Histological analysis of heterozygote (+/−) and c-maf mutant (−/−) adult, neonatal, and embryonic lens. Richardson staining of c-maf^−/− lens and heterozygote^+/− lens at E12, E14, E16, postnatal day zero (P0), and 5-week-old adult. Loss of c-maf results in failure of posterior fiber elongation, apparent by E12, with subsequent absence of lens formation. Sections (1 μm) of Epon plastic embedded material were stained with Richardson stain.

Figure 3

c-Maf controls the expression of multiple crystallin genes. (A) Semiquantitative RT-PCR analysis of αA-, αB-, γA-, B-, C-, E/F-crystallins in the adult wild-type (+/+) and c-maf mutant (−/−) lens. For each gene, amplification of hypoxanthine phosphoribosyltransferase (hprt) cDNA was used as an internal control. Lane c indicates PCR performed in absence of reverse transcriptase. (B) c-Maf-dependent transactivation of the γF-crystallin promoter.

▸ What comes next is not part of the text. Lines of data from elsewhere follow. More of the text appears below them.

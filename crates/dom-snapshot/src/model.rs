use std::collections::BTreeMap;

use serde::{Deserialize, Serialize};
use serde_json::Deserializer;

use crate::arena::DomTree;
use crate::errors::SnapshotError;

/// One captured element, exactly as the capturing side serializes it.
///
/// Children are owned by their parent, so a `Node` is always the root of an
/// acyclic subtree.
#[derive(Clone, Debug, Default, PartialEq, Serialize, Deserialize)]
#[serde(rename_all = "camelCase")]
pub struct Node {
    pub tag_name: String,

    #[serde(default, skip_serializing_if = "Option::is_none")]
    pub id: Option<String>,

    /// Space separated class tokens
    #[serde(default, skip_serializing_if = "Option::is_none")]
    pub class_name: Option<String>,

    #[serde(default)]
    pub attributes: BTreeMap<String, String>,

    #[serde(default, skip_serializing_if = "Option::is_none")]
    pub text_content: Option<String>,

    #[serde(default)]
    pub children: Vec<Node>,
}

impl Node {
    pub fn new(tag_name: impl Into<String>) -> Self {
        Self {
            tag_name: tag_name.into(),
            id: None,
            class_name: None,
            attributes: BTreeMap::new(),
            text_content: None,
            children: Vec::new(),
        }
    }

    pub fn with_id(mut self, id: impl Into<String>) -> Self {
        self.id = Some(id.into());
        self
    }

    pub fn with_class(mut self, class_name: impl Into<String>) -> Self {
        self.class_name = Some(class_name.into());
        self
    }

    pub fn with_attr(mut self, name: impl Into<String>, value: impl Into<String>) -> Self {
        self.attributes.insert(name.into(), value.into());
        self
    }

    pub fn with_text(mut self, text: impl Into<String>) -> Self {
        self.text_content = Some(text.into());
        self
    }

    pub fn with_child(mut self, child: Node) -> Self {
        self.children.push(child);
        self
    }

    pub fn with_children(mut self, children: impl IntoIterator<Item = Node>) -> Self {
        self.children.extend(children);
        self
    }
}

// Dropping children one level at a time keeps deep captures off the stack.
impl Drop for Node {
    fn drop(&mut self) {
        let mut pending = std::mem::take(&mut self.children);
        while let Some(mut node) = pending.pop() {
            pending.append(&mut node.children);
        }
    }
}

/// Point-in-time document state.
#[derive(Clone, Debug, PartialEq, Serialize, Deserialize)]
#[serde(rename_all = "camelCase")]
pub struct Snapshot {
    pub url: String,

    #[serde(default, skip_serializing_if = "Option::is_none")]
    pub title: Option<String>,

    /// Capture time in epoch milliseconds
    pub timestamp: i64,

    pub root_node: Node,
}

impl Snapshot {
    pub fn new(url: impl Into<String>, timestamp: i64, root_node: Node) -> Self {
        Self {
            url: url.into(),
            title: None,
            timestamp,
            root_node,
        }
    }

    pub fn with_title(mut self, title: impl Into<String>) -> Self {
        self.title = Some(title.into());
        self
    }

    /// Parse a capture payload. Nesting depth is not limited; the parser
    /// grows its stack on demand instead.
    pub fn from_json(raw: &str) -> Result<Self, SnapshotError> {
        let mut de = Deserializer::from_str(raw);
        de.disable_recursion_limit();
        let snapshot = Self::deserialize(serde_stacker::Deserializer::new(&mut de))?;
        de.end()?;
        Ok(snapshot)
    }

    /// Flatten the captured tree into an arena.
    pub fn tree(&self) -> Result<DomTree, SnapshotError> {
        DomTree::from_node(&self.root_node)
    }
}

#[cfg(test)]
mod tests {
    use super::*;
    use serde_json::json;

    #[test]
    fn snapshot_parses_capture_payload() {
        let raw = json!({
            "url": "https://shop.test/cart",
            "timestamp": 1_700_000_000_000i64,
            "rootNode": {
                "tagName": "body",
                "attributes": {},
                "children": [
                    {
                        "tagName": "button",
                        "id": "submit",
                        "className": "btn primary",
                        "attributes": { "type": "submit" },
                        "textContent": "Submit",
                        "children": []
                    }
                ]
            }
        })
        .to_string();

        let snapshot = Snapshot::from_json(&raw).unwrap();
        assert_eq!(snapshot.url, "https://shop.test/cart");
        assert!(snapshot.title.is_none());
        let button = &snapshot.root_node.children[0];
        assert_eq!(button.tag_name, "button");
        assert_eq!(button.class_name.as_deref(), Some("btn primary"));
        assert_eq!(button.attributes.get("type").map(String::as_str), Some("submit"));
    }

    #[test]
    fn optional_fields_are_omitted_when_serialized() {
        let node = Node::new("div");
        let value = serde_json::to_value(&node).unwrap();
        assert_eq!(value, json!({ "tagName": "div", "attributes": {}, "children": [] }));
    }

    fn nested_payload(depth: usize) -> String {
        let mut raw = String::from(r#"{"url":"https://deep.test","timestamp":1,"rootNode":"#);
        for _ in 0..depth {
            raw.push_str(r#"{"tagName":"div","children":["#);
        }
        raw.push_str(r#"{"tagName":"button","id":"deep"}"#);
        for _ in 0..depth {
            raw.push_str("]}");
        }
        raw.push('}');
        raw
    }

    #[test]
    fn deeply_nested_payload_parses_and_drops() {
        let snapshot = Snapshot::from_json(&nested_payload(1_000)).unwrap();
        let tree = snapshot.tree().unwrap();
        assert_eq!(tree.len(), 1_001);
        let button = tree.find_by_id("deep").unwrap();
        assert_eq!(tree.node(button).depth(), 1_000);
        drop(snapshot);

        let mut chain = Node::new("span");
        for _ in 0..100_000 {
            chain = Node::new("div").with_child(chain);
        }
        drop(chain);
    }

    #[test]
    fn trailing_garbage_is_rejected() {
        let raw = format!("{} x", nested_payload(1));
        assert!(matches!(
            Snapshot::from_json(&raw),
            Err(SnapshotError::Parse(_))
        ));
    }

    #[test]
    fn missing_root_is_a_parse_error() {
        let err = Snapshot::from_json(r#"{"url":"x","timestamp":1}"#).unwrap_err();
        assert!(matches!(err, SnapshotError::Parse(_)));
    }
}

The Psi2 fibroblast cell line was cotransfected with a c-Maf expression plasmid, pMex/maf, or control pMex vector alone, and a γF-crystallin promoter-luciferase reporter plasmid containing 1.4 kb of upstream sequence. One representative experiment of four is shown. The fold transactivation of the γF-crystallin promoter by c-Maf ranged from 100- to 1000-fold.